▸ Activity
Return all lines in the data where the string "NumberedNullBlocks" can be found.

▸ Dataset content
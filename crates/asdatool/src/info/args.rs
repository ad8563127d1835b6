/*
    asdatool

    Copyright 2024 Daniel Balsom

    Permission is hereby granted, free of charge, to any person obtaining a
    copy of this software and associated documentation files (the “Software”),
    to deal in the Software without restriction, including without limitation
    the rights to use, copy, modify, merge, publish, distribute, sublicense,
    and/or sell copies of the Software, and to permit persons to whom the
    Software is furnished to do so, subject to the following conditions:

    The above copyright notice and this permission notice shall be included in
    all copies or substantial portions of the Software.

    THE SOFTWARE IS PROVIDED “AS IS”, WITHOUT WARRANTY OF ANY KIND, EXPRESS OR
    IMPLIED, INCLUDING BUT NOT LIMITED TO THE WARRANTIES OF MERCHANTABILITY,
    FITNESS FOR A PARTICULAR PURPOSE AND NONINFRINGEMENT. IN NO EVENT SHALL THE
    AUTHORS OR COPYRIGHT HOLDERS BE LIABLE FOR ANY CLAIM, DAMAGES OR OTHER
    LIABILITY, WHETHER IN AN ACTION OF CONTRACT, TORT OR OTHERWISE, ARISING
    FROM, OUT OF OR IN CONNECTION WITH THE SOFTWARE OR THE USE OR OTHER
    DEALINGS IN THE SOFTWARE.

    --------------------------------------------------------------------------
*/
use crate::args::*;
use bpaf::{construct, long, Parser};
use std::path::PathBuf;

#[derive(Clone, Debug)]
pub struct InfoParams {
    pub(crate) in_file: PathBuf,
    pub(crate) params: bool,
}

pub(crate) fn info_parser() -> impl Parser<InfoParams> {
    let in_file = in_file_parser();
    let params = long("params").switch().help("List every parameter");

    construct!(InfoParams { in_file, params })
}
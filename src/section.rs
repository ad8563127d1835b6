/*
    asdapar

    Copyright 2024 Daniel Balsom

    Permission is hereby granted, free of charge, to any person obtaining a
    copy of this software and associated documentation files (the “Software”),
    to deal in the Software without restriction, including without limitation
    the rights to use, copy, modify, merge, publish, distribute, sublicense,
    and/or sell copies of the Software, and to permit persons to whom the
    Software is furnished to do so, subject to the following conditions:

    The above copyright notice and this permission notice shall be included in
    all copies or substantial portions of the Software.

    THE SOFTWARE IS PROVIDED “AS IS”, WITHOUT WARRANTY OF ANY KIND, EXPRESS OR
    IMPLIED, INCLUDING BUT NOT LIMITED TO THE WARRANTIES OF MERCHANTABILITY,
    FITNESS FOR A PARTICULAR PURPOSE AND NONINFRINGEMENT. IN NO EVENT SHALL THE
    AUTHORS OR COPYRIGHT HOLDERS BE LIABLE FOR ANY CLAIM, DAMAGES OR OTHER
    LIABILITY, WHETHER IN AN ACTION OF CONTRACT, TORT OR OTHERWISE, ARISING
    FROM, OUT OF OR IN CONNECTION WITH THE SOFTWARE OR THE USE OR OTHER
    DEALINGS IN THE SOFTWARE.

    --------------------------------------------------------------------------

    src/section.rs

    Section framing and the section table.

    Every section starts with a 16 byte header: a u16 type tag, a u32 length
    that includes the header, and 10 reserved zero bytes. The section table
    that precedes the sections uses the same row shape with an offset in
    place of the length, and does not store its own row count.
*/

use crate::{
    cursor::{check_reserved, ByteCursor, ByteWriter, Record},
    DecodeError,
    EncodeError,
};
use binrw::binrw;
use std::{
    fmt,
    fmt::{Display, Formatter},
};
use strum::FromRepr;

/// Size of a section header, which is also the size of a section table row.
pub const SECTION_HEADER_LEN: usize = 16;
const RESERVED_LEN: usize = 10;

/// The closed set of known section types.
#[repr(u16)]
#[derive(Copy, Clone, Debug, PartialEq, Eq, Hash, FromRepr)]
pub enum SectionType {
    FirmwareVersion = 0x0001,
    Unknown2 = 0x0002,
    MaxMinDefaultUnit = 0x0006,
    NullBlock = 0x0007,
    NumberedNullBlocks = 0x0008,
    CurrentParams = 0x0018,
}

impl SectionType {
    pub fn tag(self) -> u16 {
        self as u16
    }

    pub fn from_tag(tag: u16) -> Option<SectionType> {
        SectionType::from_repr(tag)
    }
}

impl Display for SectionType {
    fn fmt(&self, f: &mut Formatter) -> fmt::Result {
        let name = match self {
            SectionType::FirmwareVersion => "Firmware version",
            SectionType::Unknown2 => "Unknown (0x0002)",
            SectionType::MaxMinDefaultUnit => "Max/min/default/unit",
            SectionType::NullBlock => "Null block",
            SectionType::NumberedNullBlocks => "Numbered null blocks",
            SectionType::CurrentParams => "Current values",
        };
        write!(f, "{} (0x{:04X})", name, self.tag())
    }
}

#[derive(Debug, Default)]
#[binrw]
#[brw(little)]
pub(crate) struct SectionHeader {
    pub section_type: u16,
    pub length: u32,
    pub reserved: [u8; RESERVED_LEN],
}

impl Record for SectionHeader {
    const SIZE: usize = SECTION_HEADER_LEN;
}

#[derive(Debug, Default)]
#[binrw]
#[brw(little)]
pub(crate) struct SectionTableRow {
    pub section_type: u16,
    pub offset: u32,
    pub reserved: [u8; RESERVED_LEN],
}

impl Record for SectionTableRow {
    const SIZE: usize = SECTION_HEADER_LEN;
}

/// One row of the section table. The length is not stored in the table itself; it is taken from
/// the section's own header when the section is decoded.
#[derive(Copy, Clone, Debug, Default, PartialEq, Eq)]
#[cfg_attr(feature = "serde", derive(serde::Serialize, serde::Deserialize))]
pub struct SectionTableEntry {
    #[cfg_attr(feature = "serde", serde(rename = "type", alias = "section_type"))]
    pub section_type: u16,
    #[cfg_attr(feature = "serde", serde(rename = "offset", alias = "section_offset"))]
    pub offset: u32,
    #[cfg_attr(feature = "serde", serde(rename = "length", alias = "section_length", default))]
    pub length: u32,
}

impl SectionTableEntry {
    pub fn new(section_type: u16, offset: u32) -> Self {
        SectionTableEntry {
            section_type,
            offset,
            length: 0,
        }
    }

    pub fn end(&self) -> usize {
        self.offset as usize + self.length as usize
    }
}

/// Reads and writes section headers.
pub struct SectionFramer;

impl SectionFramer {
    /// Decode the header of the section at `index` of the table, checking it against the table's
    /// entry for that slot. Returns the section's declared length and end offset.
    pub fn decode_header(
        cursor: &mut ByteCursor,
        index: usize,
        entry: &SectionTableEntry,
    ) -> Result<(u32, usize), DecodeError> {
        let start = cursor.position();
        if start != entry.offset as usize {
            return Err(DecodeError::SectionOffsetMismatch {
                section_index: index,
                section_type: entry.section_type,
                expected: entry.offset as usize,
                actual: start,
            });
        }

        let header = cursor.read_record::<SectionHeader>()?;
        check_reserved(start + 6, &header.reserved)?;

        if header.section_type != entry.section_type {
            return Err(DecodeError::SectionTypeMismatch {
                section_index: index,
                offset: start,
                expected: entry.section_type,
                actual: header.section_type,
            });
        }

        log::trace!(
            "Section #{} header @ 0x{:04X}: type 0x{:04X} length 0x{:04X}",
            index,
            start,
            header.section_type,
            header.length
        );
        Ok((header.length, start + header.length as usize))
    }

    /// Write a section header for a payload of `content_length` bytes. Returns the total section
    /// length written into the header.
    pub fn encode_header(
        out: &mut ByteWriter,
        section_type: u16,
        content_length: usize,
    ) -> Result<u32, EncodeError> {
        let length = (content_length + SECTION_HEADER_LEN) as u32;
        out.write_record(&SectionHeader {
            section_type,
            length,
            ..Default::default()
        })?;
        Ok(length)
    }
}

/// Reads and writes the section table.
pub struct SectionTable;

impl SectionTable {
    /// Decode a single table row.
    pub fn decode_row(cursor: &mut ByteCursor) -> Result<SectionTableEntry, DecodeError> {
        let start = cursor.position();
        let row = cursor.read_record::<SectionTableRow>()?;
        check_reserved(start + 6, &row.reserved)?;
        log::trace!(
            "Section table row @ 0x{:04X}: type 0x{:04X} offset 0x{:04X}",
            start,
            row.section_type,
            row.offset
        );
        Ok(SectionTableEntry::new(row.section_type, row.offset))
    }

    /// Decode the section table. The table has no row count; it occupies the bytes up to the first
    /// section, so rows are read until the lowest section offset seen so far is no greater than
    /// the cursor position.
    pub fn decode(cursor: &mut ByteCursor) -> Result<Vec<SectionTableEntry>, DecodeError> {
        let mut entries = Vec::new();
        let mut min_offset = usize::MAX;

        loop {
            let entry = SectionTable::decode_row(cursor)?;
            min_offset = min_offset.min(entry.offset as usize);
            entries.push(entry);

            if cursor.position() >= min_offset {
                break;
            }
        }

        log::debug!(
            "Section table: {} rows, sections begin at 0x{:04X}",
            entries.len(),
            min_offset
        );
        Ok(entries)
    }

    /// Encode one row per entry, in order. There is no terminator row.
    pub fn encode(out: &mut ByteWriter, entries: &[SectionTableEntry]) -> Result<(), EncodeError> {
        for entry in entries {
            out.write_record(&SectionTableRow {
                section_type: entry.section_type,
                offset: entry.offset,
                ..Default::default()
            })?;
        }
        Ok(())
    }
}

#[cfg(test)]
mod tests {
    use super::*;

    fn table_bytes(rows: &[(u16, u32)]) -> Vec<u8> {
        let mut out = ByteWriter::new();
        let entries: Vec<_> = rows.iter().map(|&(t, o)| SectionTableEntry::new(t, o)).collect();
        SectionTable::encode(&mut out, &entries).unwrap();
        out.into_inner()
    }

    #[test]
    fn section_type_tags() {
        assert_eq!(SectionType::from_tag(0x0018), Some(SectionType::CurrentParams));
        assert_eq!(SectionType::from_tag(0x0006), Some(SectionType::MaxMinDefaultUnit));
        assert_eq!(SectionType::from_tag(0x00FF), None);
        assert_eq!(SectionType::NumberedNullBlocks.tag(), 0x0008);
    }

    #[test]
    fn table_row_layout() {
        let bytes = table_bytes(&[(0x0018, 0x1F0)]);
        assert_eq!(bytes.len(), SECTION_HEADER_LEN);
        assert_eq!(&bytes[0..6], &[0x18, 0x00, 0xF0, 0x01, 0x00, 0x00]);
        assert!(bytes[6..].iter().all(|&b| b == 0));
    }

    #[test]
    fn table_stops_at_lowest_offset() {
        // Five rows are present, but the third row points at 0x30, which the cursor has reached
        // once three rows are read.
        let bytes = table_bytes(&[(0x0001, 0x40), (0x0002, 0x60), (0x0007, 0x30), (0x0007, 0x70), (0x0008, 0x80)]);
        let mut cursor = ByteCursor::new(&bytes);
        let entries = SectionTable::decode(&mut cursor).unwrap();
        assert_eq!(entries.len(), 3);
        assert_eq!(cursor.position(), 0x30);
        assert_eq!(entries[2], SectionTableEntry::new(0x0007, 0x30));
    }

    #[test]
    fn table_grows_until_first_section() {
        let bytes = table_bytes(&[(0x0001, 0x30), (0x0018, 0x50), (0x0006, 0x40)]);
        let mut cursor = ByteCursor::new(&bytes);
        let entries = SectionTable::decode(&mut cursor).unwrap();
        assert_eq!(entries.len(), 3);
        assert!(cursor.at_end());
    }

    #[test]
    fn table_with_single_row() {
        let bytes = table_bytes(&[(0x0007, 0x10), (0x0008, 0x20)]);
        let mut cursor = ByteCursor::new(&bytes);
        let entries = SectionTable::decode(&mut cursor).unwrap();
        assert_eq!(entries.len(), 1);
        assert_eq!(cursor.position(), 0x10);
    }

    #[test]
    fn table_row_reserved_bytes_checked() {
        let mut bytes = table_bytes(&[(0x0007, 0x10)]);
        bytes[9] = 0x01;
        let mut cursor = ByteCursor::new(&bytes);
        match SectionTable::decode(&mut cursor) {
            Err(DecodeError::ReservedBytesNonZero { offset, actual }) => {
                assert_eq!(offset, 9);
                assert_eq!(actual, 0x01);
            }
            other => panic!("expected ReservedBytesNonZero, got {:?}", other),
        }
    }

    #[test]
    fn table_running_out_of_bytes_is_truncation() {
        let bytes = table_bytes(&[(0x0007, 0x40)]);
        let mut cursor = ByteCursor::new(&bytes);
        assert!(matches!(
            SectionTable::decode(&mut cursor),
            Err(DecodeError::TruncatedInput { offset: 0x10, .. })
        ));
    }

    #[test]
    fn header_round_trip() {
        let mut out = ByteWriter::new();
        let length = SectionFramer::encode_header(&mut out, 0x0007, 0x30).unwrap();
        assert_eq!(length, 0x40);
        out.write_zeros(0x30);
        let bytes = out.into_inner();

        let entry = SectionTableEntry::new(0x0007, 0);
        let mut cursor = ByteCursor::new(&bytes);
        let (length, end) = SectionFramer::decode_header(&mut cursor, 0, &entry).unwrap();
        assert_eq!(length, 0x40);
        assert_eq!(end, bytes.len());
        assert_eq!(cursor.position(), SECTION_HEADER_LEN);
    }

    #[test]
    fn header_type_must_match_table() {
        let mut out = ByteWriter::new();
        SectionFramer::encode_header(&mut out, 0x0008, 0).unwrap();
        let bytes = out.into_inner();

        let entry = SectionTableEntry::new(0x0007, 0);
        let mut cursor = ByteCursor::new(&bytes);
        match SectionFramer::decode_header(&mut cursor, 3, &entry) {
            Err(DecodeError::SectionTypeMismatch {
                section_index,
                expected,
                actual,
                ..
            }) => {
                assert_eq!(section_index, 3);
                assert_eq!(expected, 0x0007);
                assert_eq!(actual, 0x0008);
            }
            other => panic!("expected SectionTypeMismatch, got {:?}", other),
        }
    }

    #[test]
    fn header_must_start_at_table_offset() {
        let bytes = [0u8; 32];
        let entry = SectionTableEntry::new(0x0007, 4);
        let mut cursor = ByteCursor::new(&bytes);
        assert!(matches!(
            SectionFramer::decode_header(&mut cursor, 0, &entry),
            Err(DecodeError::SectionOffsetMismatch {
                expected: 4,
                actual: 0,
                ..
            })
        ));
    }
}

▸ Result
    NumberedNullBlocks = 0x0008,
            SectionType::NumberedNullBlocks => "Numbered null blocks",
        assert_eq!(SectionType::NumberedNullBlocks.tag(), 0x0008);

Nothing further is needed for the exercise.